Finishing off the ladies, SCAD professor Andrea Goto read two of her published blog posts, “The Unredeemed Radish” and “Pet Cemetery,” which was far more hilarious than it sounds.

Next came the guys. SCAD professor Lee Griffith took the audience on an introspective journey with his fiction piece, “A Stonemason’s Lot.” After that Seersucker co-host and co-founder Christopher Berinato read a short parody of Vladimir Nabokov’s “Lolita.” Then Lough read an excerpt from his book, “This Ain’t No Holiday Inn: Down and Out at the Chelsea Hotel 1980-1995.”

Love, a poet and Savannah State professor, followed with poems about Hulk Hogan and Randy Savage. Finally, Rabb finished the night with an excerpt from the beginning of his upcoming book about a Holocaust survivor who moves to Savannah.

It was a full and entertaining hour and a half. The readings represented the diversity of talent within SCAD and Savannah as a whole, and created a literary event that even non-writers could enjoy.

“I thought it was good,” said Catie Dellemonache, a first-year graduate student in themed entertainment design from New Jersey. “I’m not a writing major, but it was entertaining.”

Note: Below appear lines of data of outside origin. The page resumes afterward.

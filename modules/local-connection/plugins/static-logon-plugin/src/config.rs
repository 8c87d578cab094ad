//! Configuration for the static logon plugin.

use secrecy::SecretString;
use serde::Deserialize;

/// Plugin configuration.
#[derive(Debug, Clone, Deserialize)]
#[serde(default, deny_unknown_fields)]
pub struct StaticLogonPluginConfig {
    /// Authentication mode.
    pub mode: LogonMode,

    /// Security domain vouching for authenticated principals. When unset,
    /// sessions carry no domain and identity drift is never reconciled.
    pub security_domain: Option<String>,

    /// User table for `static_users` mode.
    pub users: Vec<UserConfig>,
}

impl Default for StaticLogonPluginConfig {
    fn default() -> Self {
        Self {
            mode: LogonMode::AcceptAll,
            security_domain: None,
            users: Vec::new(),
        }
    }
}

/// Authentication mode.
#[derive(Debug, Clone, Copy, PartialEq, Eq, Deserialize, Default)]
#[serde(rename_all = "snake_case")]
pub enum LogonMode {
    /// Accept any user name and password.
    #[default]
    AcceptAll,
    /// Accept only users listed in the user table, with matching passwords.
    StaticUsers,
}

/// A user accepted in `static_users` mode.
#[derive(Debug, Clone, Deserialize)]
#[serde(deny_unknown_fields)]
pub struct UserConfig {
    pub name: String,
    pub password: SecretString,
    #[serde(default)]
    pub roles: Vec<String>,
}

#[cfg(test)]
#[cfg_attr(coverage_nightly, coverage(off))]
mod tests {
    use secrecy::ExposeSecret;

    use super::*;

    #[test]
    fn empty_config_accepts_all() {
        let cfg: StaticLogonPluginConfig = serde_json::from_str("{}").unwrap();

        assert_eq!(cfg.mode, LogonMode::AcceptAll);
        assert!(cfg.security_domain.is_none());
        assert!(cfg.users.is_empty());
    }

    #[test]
    fn parses_user_table() {
        let cfg: StaticLogonPluginConfig = serde_json::from_str(
            r#"{
                "mode": "static_users",
                "security_domain": "corp",
                "users": [{ "name": "alice", "password": "s3cret", "roles": ["analyst"] }]
            }"#,
        )
        .unwrap();

        assert_eq!(cfg.mode, LogonMode::StaticUsers);
        assert_eq!(cfg.security_domain.as_deref(), Some("corp"));
        assert_eq!(cfg.users[0].name, "alice");
        assert_eq!(cfg.users[0].password.expose_secret(), "s3cret");
        assert_eq!(cfg.users[0].roles, vec!["analyst".to_owned()]);
    }

    #[test]
    fn rejects_unknown_fields() {
        let result = serde_json::from_str::<StaticLogonPluginConfig>(r#"{ "vendor": "x" }"#);
        assert!(result.is_err());
    }

    #[test]
    fn password_is_redacted_in_debug() {
        let cfg: StaticLogonPluginConfig = serde_json::from_str(
            r#"{ "users": [{ "name": "alice", "password": "s3cret" }] }"#,
        )
        .unwrap();

        assert!(!format!("{cfg:?}").contains("s3cret"));
    }
}
//! Session authentication and identity reconciliation.

use std::sync::Arc;
use std::time::Duration;

use arc_swap::ArcSwapOption;
use futures::FutureExt;
use futures::future::BoxFuture;
use local_connection_sdk::{
    ClientError, CommunicationError, ComponentError, ConnectionError, LOGOFF, LOGON, LogonResult,
    LogonService, LogonServiceError,
};
use tokio::sync::Mutex;
use tracing::Instrument;
use vdb_security::{Principal, SecurityHelper};

use super::dispatch::ConnectionCore;

/// Bound on waiting for a logoff acknowledgment.
pub const LOGOFF_TIMEOUT: Duration = Duration::from_secs(5);

/// Single-flight authentication state of a connection.
#[derive(Default)]
pub struct AuthenticationCoordinator {
    /// Held for a whole logoff/logon sequence.
    lock: Mutex<()>,
    current: ArcSwapOption<LogonResult>,
}

impl AuthenticationCoordinator {
    pub fn current(&self) -> Option<Arc<LogonResult>> {
        self.current.load_full()
    }

    pub fn replace(&self, result: LogonResult) {
        self.current.store(Some(Arc::new(result)));
    }
}

/// Principal equality for re-authentication: two absent principals are the
/// same (unauthenticated), one absent principal differs from a present one.
pub fn same_subject(
    helper: &dyn SecurityHelper,
    a: Option<&Principal>,
    b: Option<&Principal>,
) -> bool {
    match (a, b) {
        (Some(a), Some(b)) => helper.same_principal(a, b),
        (None, None) => true,
        _ => false,
    }
}

impl ConnectionCore {
    /// Log off any prior session and log on again with the connection's
    /// properties. At most one sequence runs at a time per connection.
    ///
    /// # Errors
    ///
    /// - `Connection` if the backend rejects the logon (message verbatim)
    /// - `Communication` for any other backend failure
    #[tracing::instrument(skip_all, fields(transport = %self.transport))]
    pub async fn authenticate(self: &Arc<Self>) -> Result<(), ClientError> {
        self.run_sequence(false).await
    }

    /// Run a logoff/logon sequence on its own task under the authentication
    /// lock. Dropping the caller detaches the task; the sequence still
    /// completes, so the session is never left logged off.
    ///
    /// With `only_on_drift`, the sequence is skipped unless the caller's
    /// identity still differs from the session's once the lock is held.
    async fn run_sequence(self: &Arc<Self>, only_on_drift: bool) -> Result<(), ClientError> {
        let core = Arc::clone(self);
        let sequence = tokio::spawn(
            async move {
                let _guard = core.auth.lock.lock().await;
                if only_on_drift {
                    if !core.needs_reauthentication() {
                        return Ok(());
                    }
                    tracing::info!(
                        session_id = ?core.session.session_id(),
                        "implicit identity change, re-authenticating session"
                    );
                }
                core.authenticate_locked().await
            }
            .in_current_span(),
        );

        match sequence.await {
            Ok(outcome) => outcome,
            Err(e) => Err(ComponentError::internal("authentication task failed")
                .with_source(e)
                .into()),
        }
    }

    async fn authenticate_locked(self: &Arc<Self>) -> Result<(), ClientError> {
        // The backend logs off the principal recorded on the session itself;
        // the caller's association is only read.
        let caller = self.session.security_helper().current_principal();
        if self.session.is_established() && !self.session.is_closed() {
            self.logoff().await;
        }
        self.session.set_security_context(caller);

        let props = self.properties.clone();
        let logon: BoxFuture<'_, Result<LogonResult, LogonServiceError>> = self
            .dispatch::<dyn LogonService, _, _, _>(LOGON, move |svc, ctx| async move {
                svc.logon(&ctx, &props).await
            })
            .boxed();
        let result = logon
            .await
            .map_err(logon_failure)?;

        tracing::info!(
            session_id = %result.session_id(),
            vdb = %result.vdb_name,
            "session authenticated"
        );
        self.auth.replace(result);
        Ok(())
    }

    /// Whether the caller's identity drifted from the session's.
    pub fn needs_reauthentication(&self) -> bool {
        if self.session.is_closed() {
            return false;
        }
        let Some(domain) = self.session.security_domain() else {
            return false;
        };
        let helper = self.session.security_helper();
        let current = helper.principal_for(&domain);
        let remembered = self.session.principal();
        !same_subject(helper.as_ref(), current.as_ref(), remembered.as_ref())
    }

    /// Re-authenticate if the caller's identity drifted.
    ///
    /// Drift is re-checked under the authentication lock, so concurrent callers
    /// observing the same drift produce a single logon.
    pub fn reconcile_identity(self: &Arc<Self>) -> BoxFuture<'_, Result<(), ClientError>> {
        async move {
            if !self.needs_reauthentication() {
                return Ok(());
            }
            self.run_sequence(true).await
        }
        .boxed()
    }

    /// Best-effort logoff bounded by [`LOGOFF_TIMEOUT`]; failures are logged
    /// and discarded. Derived connections never log off.
    pub async fn logoff(self: &Arc<Self>) {
        if self.derived {
            return;
        }

        let logoff: BoxFuture<'_, Result<(), LogonServiceError>> = self
            .dispatch::<dyn LogonService, _, _, _>(LOGOFF, |svc, ctx| async move {
                svc.logoff(&ctx).await
            })
            .boxed();
        match tokio::time::timeout(LOGOFF_TIMEOUT, logoff).await {
            Ok(Ok(())) => {
                tracing::debug!(session_id = ?self.session.session_id(), "session logged off");
            }
            Ok(Err(e)) => tracing::debug!(error = %e, "logoff failed, ignoring"),
            Err(_) => tracing::debug!(
                timeout_secs = LOGOFF_TIMEOUT.as_secs(),
                "logoff not acknowledged in time, ignoring"
            ),
        }
    }
}

fn logon_failure(e: LogonServiceError) -> ClientError {
    match e {
        LogonServiceError::Logon(e) => ConnectionError::from_logon(e).into(),
        LogonServiceError::Component(e) => match e.into_communication() {
            Ok(cause) => cause.into(),
            Err(e) => CommunicationError::with_source(e.message().to_owned(), e).into(),
        },
        LogonServiceError::Communication(e) => e.into(),
    }
}
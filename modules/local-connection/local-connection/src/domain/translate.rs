//! Translation of call failures into a capability's declared contract.

use std::any::Any;

use local_connection_sdk::{ClientError, ComponentError, FailureContract};
use tokio::task::JoinError;

/// A failure observed while dispatching a capability call.
#[derive(Debug)]
pub enum Failure<E> {
    /// Raised by the capability itself; already in its declared shape.
    Declared(E),
    /// Raised by the dispatch pipeline (closed connection, re-authentication,
    /// missing binding).
    Undeclared(ClientError),
    /// The spawned task running the call did not complete.
    Envelope(JoinError),
}

/// Fold `failure` into the declared contract `E`.
///
/// Declared failures pass through unchanged, so translating twice never
/// double-wraps.
pub fn translate<E: FailureContract>(failure: Failure<E>) -> E {
    match failure {
        Failure::Declared(e) => e,
        Failure::Undeclared(e) => E::from_failure(e),
        Failure::Envelope(e) => E::from_failure(unwrap_envelope(e).into()),
    }
}

fn unwrap_envelope(e: JoinError) -> ComponentError {
    if e.is_panic() {
        let payload = e.into_panic();
        ComponentError::internal(format!("capability call panicked: {}", panic_message(&*payload)))
    } else {
        ComponentError::internal("capability call was cancelled").with_source(e)
    }
}

fn panic_message(payload: &(dyn Any + Send)) -> String {
    if let Some(s) = payload.downcast_ref::<&str>() {
        (*s).to_owned()
    } else if let Some(s) = payload.downcast_ref::<String>() {
        s.clone()
    } else {
        "unknown panic payload".to_owned()
    }
}
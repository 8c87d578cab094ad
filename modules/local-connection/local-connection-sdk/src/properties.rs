//! Well-known [`ConnectionProperties`](crate::ConnectionProperties) keys.
//!
//! Shared by connections and logon backends so both sides read the same keys.

/// Selects the registry the connection binds to.
pub const TRANSPORT_NAME: &str = "TransportName";
pub const VIRTUAL_DATABASE_NAME: &str = "VirtualDatabaseName";
pub const VIRTUAL_DATABASE_VERSION: &str = "VirtualDatabaseVersion";
/// Ready-wait bound in seconds. Negative means unset; takes precedence over
/// [`WAIT_FOR_LOAD`] otherwise.
pub const LOGIN_TIMEOUT: &str = "loginTimeout";
/// Ready-wait bound in milliseconds.
pub const WAIT_FOR_LOAD: &str = "waitForLoad";
pub const PASSTHROUGH_AUTHENTICATION: &str = "PassthroughAuthentication";
/// User name presented to the logon backend.
pub const USER_NAME: &str = "user";
pub const PASSWORD: &str = "password";
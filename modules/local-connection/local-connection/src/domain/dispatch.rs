//! Capability dispatch: the pre/post-call pipeline every call goes through.

use std::future::Future;
use std::marker::PhantomData;
use std::sync::Arc;

use futures::FutureExt;
use futures::future::BoxFuture;
use local_connection_sdk::{
    CANCEL_REQUEST, Capability, ClientServiceRegistry, ComponentError, ConnectionProperties,
    EXECUTE, LOGOFF, LOGON, LogonResult, LogonService, LogonServiceError, Operation, PING,
    QueryRequest, QueryService, QueryServiceError, RequestAck, SessionContext,
};

use super::auth::AuthenticationCoordinator;
use super::lifecycle::Lifecycle;
use super::translate::{Failure, translate};
use crate::config::LocalConnectionConfig;

/// State shared by a connection and every handle it hands out.
pub struct ConnectionCore {
    pub(super) registry: Arc<dyn ClientServiceRegistry>,
    pub(super) session: Arc<SessionContext>,
    pub(super) properties: ConnectionProperties,
    pub(super) transport: String,
    pub(super) passthrough: bool,
    /// Borrows another connection's session; never logs it off.
    pub(super) derived: bool,
    pub(super) lifecycle: Lifecycle,
    pub(super) auth: AuthenticationCoordinator,
}

impl ConnectionCore {
    pub(super) fn new(
        registry: Arc<dyn ClientServiceRegistry>,
        session: Arc<SessionContext>,
        properties: ConnectionProperties,
        config: &LocalConnectionConfig,
        derived: bool,
    ) -> Self {
        Self {
            registry,
            session,
            properties,
            transport: config.transport_name.clone(),
            passthrough: derived || config.passthrough,
            derived,
            lifecycle: Lifecycle::new(),
            auth: AuthenticationCoordinator::default(),
        }
    }

    /// Run `call` against the implementation of `C` bound in the registry.
    ///
    /// Per call, in order:
    /// 1. fail with a closed-connection error once the connection is closed;
    /// 2. in passthrough mode, re-authenticate if the caller's identity drifted
    ///    (skipped for the authentication capability and the cancel operation);
    /// 3. resolve the implementation;
    /// 4. run it with the session context, on this task or a spawned one;
    /// 5. translate any failure into `C`'s declared contract.
    pub async fn dispatch<C, T, F, Fut>(
        self: &Arc<Self>,
        op: Operation,
        call: F,
    ) -> Result<T, C::Error>
    where
        C: Capability + ?Sized,
        T: Send + 'static,
        F: FnOnce(Arc<C>, Arc<SessionContext>) -> Fut + Send + 'static,
        Fut: Future<Output = Result<T, C::Error>> + Send + 'static,
    {
        tracing::trace!(operation = %op, "dispatching capability call");
        self.run::<C, T, F, Fut>(op, call).await.map_err(|failure| {
            let e = translate(failure);
            tracing::debug!(operation = %op, error = %e, "capability call failed");
            e
        })
    }

    async fn run<C, T, F, Fut>(
        self: &Arc<Self>,
        op: Operation,
        call: F,
    ) -> Result<T, Failure<C::Error>>
    where
        C: Capability + ?Sized,
        T: Send + 'static,
        F: FnOnce(Arc<C>, Arc<SessionContext>) -> Fut + Send + 'static,
        Fut: Future<Output = Result<T, C::Error>> + Send + 'static,
    {
        if self.lifecycle.is_closed() {
            return Err(Failure::Undeclared(ComponentError::closed().into()));
        }

        if self.passthrough && !C::AUTHENTICATES && op != CANCEL_REQUEST {
            self.reconcile_identity()
                .await
                .map_err(Failure::Undeclared)?;
        }

        let service = self.registry.services().get::<C>().map_err(|e| {
            Failure::Undeclared(
                ComponentError::unavailable(format!(
                    "{} is not available on transport '{}'",
                    C::NAME,
                    self.transport
                ))
                .with_source(e)
                .into(),
            )
        })?;

        let session = Arc::clone(&self.session);
        if session.use_calling_task() {
            return call(service, session).await.map_err(Failure::Declared);
        }

        match tokio::spawn(call(service, session)).await {
            Ok(outcome) => outcome.map_err(Failure::Declared),
            Err(e) => Err(Failure::Envelope(e)),
        }
    }
}

/// Callable handle for capability `C`.
///
/// Stateless beyond the capability it stands for; cheap to create and clone.
pub struct ServiceHandle<C: ?Sized> {
    core: Arc<ConnectionCore>,
    capability: PhantomData<fn() -> Arc<C>>,
}

impl<C: ?Sized> Clone for ServiceHandle<C> {
    fn clone(&self) -> Self {
        Self {
            core: Arc::clone(&self.core),
            capability: PhantomData,
        }
    }
}

impl<C: Capability + ?Sized> ServiceHandle<C> {
    pub(super) fn new(core: Arc<ConnectionCore>) -> Self {
        Self {
            core,
            capability: PhantomData,
        }
    }

    /// Run an arbitrary operation of `C` through the dispatch pipeline.
    ///
    /// # Errors
    ///
    /// The failure raised by `call`, or a pipeline failure (closed connection,
    /// failed re-authentication, unbound capability) folded into `C::Error`.
    pub async fn invoke<T, F, Fut>(&self, op: Operation, call: F) -> Result<T, C::Error>
    where
        T: Send + 'static,
        F: FnOnce(Arc<C>, Arc<SessionContext>) -> Fut + Send + 'static,
        Fut: Future<Output = Result<T, C::Error>> + Send + 'static,
    {
        self.core.dispatch::<C, T, F, Fut>(op, call).await
    }
}

impl ServiceHandle<dyn LogonService> {
    /// Log on with the connection's properties without touching the
    /// connection's current logon result.
    ///
    /// # Errors
    ///
    /// See [`LogonService::logon`].
    pub async fn logon(&self) -> Result<LogonResult, LogonServiceError> {
        let props = self.core.properties.clone();
        self.invoke(LOGON, move |svc, ctx| async move { svc.logon(&ctx, &props).await })
            .await
    }

    /// # Errors
    ///
    /// See [`LogonService::logoff`].
    pub async fn logoff(&self) -> Result<(), LogonServiceError> {
        self.invoke(LOGOFF, |svc, ctx| async move { svc.logoff(&ctx).await })
            .await
    }

    /// # Errors
    ///
    /// See [`LogonService::ping`].
    pub async fn ping(&self) -> Result<(), LogonServiceError> {
        let ping: BoxFuture<'_, Result<(), LogonServiceError>> = self
            .invoke(PING, |svc, ctx| async move { svc.ping(&ctx).await })
            .boxed();
        ping.await
    }
}

impl ServiceHandle<dyn QueryService> {
    /// # Errors
    ///
    /// See [`QueryService::execute`].
    pub async fn execute(&self, request: QueryRequest) -> Result<RequestAck, QueryServiceError> {
        self.invoke(EXECUTE, move |svc, ctx| async move {
            svc.execute(&ctx, request).await
        })
        .await
    }

    /// Cancel a request. Never re-authenticates, so it can be issued from a
    /// caller whose identity differs from the session's.
    ///
    /// # Errors
    ///
    /// See [`QueryService::cancel_request`].
    pub async fn cancel_request(&self, request_id: i64) -> Result<bool, QueryServiceError> {
        self.invoke(CANCEL_REQUEST, move |svc, ctx| async move {
            svc.cancel_request(&ctx, request_id).await
        })
        .await
    }
}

Lough talked about how these fun events foster a sense of community among writers.

“It’s the Savannah writing community and it’s great to keep up with what they’re doing and what they’re writing and kind of hang with other writers,” he said. “Because we can, frankly, and you can’t everywhere have that kind of community.”

He also noted the benefit of SCAD students seeing their professors read at these events.

“They get to see that we are real writers, for one, not just teachers,” said Lough. “Not that there’s anything wrong with being just a teacher, but that we take it seriously. That we do it in the world. And I think that’s a great role model for students.”

The next Seersucker event will be Seersucker Shots: SSU Live! Saturday, April 12 at Gallery Le Snoot at 7 p.m. It will feature poetry by Shane McCrae and SSU students. There will be another Seersucker Live Saturday, April 19 at the Book Lady Bookstore.